In recent days, executives of the largest social media companies appeared before the US Senate. On the occasion, Senator Lindsay Graham told them very clearly: “Mr. Zuckerberg, you and the companies before us, I know you didn’t mean to, but you have blood on your hands, you have a product that is killing people”.

This harsh statement originates from the children and young people who access social media and are exposed to bullying, sexual exploitation, and drug addiction with serious consequences on their mental and physical health, ending in some suicide cases.

There is not enough control of posts, but even worse, the companies Meta, owner of Facebook, Whatsapp and Instagram, TikTok, as well as others, have developed algorithms it to make their users addicted to consuming their products.

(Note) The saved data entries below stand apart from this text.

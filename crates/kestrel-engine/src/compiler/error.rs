//! Compiler error types

use thiserror::Error;

/// Errors from building an optimization pipeline
#[derive(Debug, Clone, PartialEq, Eq, Error)]
pub enum PipelineError {
    /// A custom pipeline named a pass that does not exist
    #[error("Unknown optimization pass: {0}")]
    UnknownPass(String),
}

/// Errors that end a compilation
#[derive(Debug, Error)]
pub enum CompileError {
    /// Lowering reported errors; the diagnostics carry the details
    #[error("Compilation failed with {count} error(s)")]
    Diagnostics { count: usize },

    /// The IR verifier rejected the module
    #[error("IR verification failed: {}", .0.join("; "))]
    Verification(Vec<String>),

    #[error(transparent)]
    Pipeline(#[from] PipelineError),

    /// Options could not be read
    #[error("Invalid compile options: {0}")]
    Options(#[from] serde_json::Error),
}

/// Compilation result
pub type CompileResult<T> = Result<T, CompileError>;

Social networks are designed to be highly stimulating and addictive. Notifications, “likes”, comments and other interactions activate the brain’s reward system through the generation of dopamine. This sense of gratification generates a positive feedback loop, where we constantly seek more interactions and validation on social media to obtain that gratification.

Neuroscience is key to understanding this process as dopamine is a neurotransmitter associated with reward and pleasure in the brain. Many experts, including employees of these companies, agree that the design and functionality of social media exploits the brain’s reward mechanisms and is very harmful to some people, especially children and young people.

The news agenda in our country is focused on crime and public safety, but there is no attention on social media addictions among minors. Nor is there any focus on how social media is a motivation for minors to commit crimes that they subsequently post on their social media profiles.

We need to pay attention to this epidemic and to do so we must raise the issue so that it is addressed in public policy in a cross-cutting and intersectoral manner between the Ministries of Science, Technology and Innovation, Health, Education and its interior. It would also be interesting to include the Ministry of Foreign Affairs to seek to establish channels of cooperation with countries that are more advanced in these matters, such as the European Community, the United States of America and surely also China.

Social networks have changed the way we relate to each other. I am, personally and institutionally through Fundación Semilla, a regular user of these platforms. Like any new technology, it can be used positively, but it can also do a lot of harm. Let’s put this issue at the top of our priorities so that it’s not too late and we don’t have blood on our hands.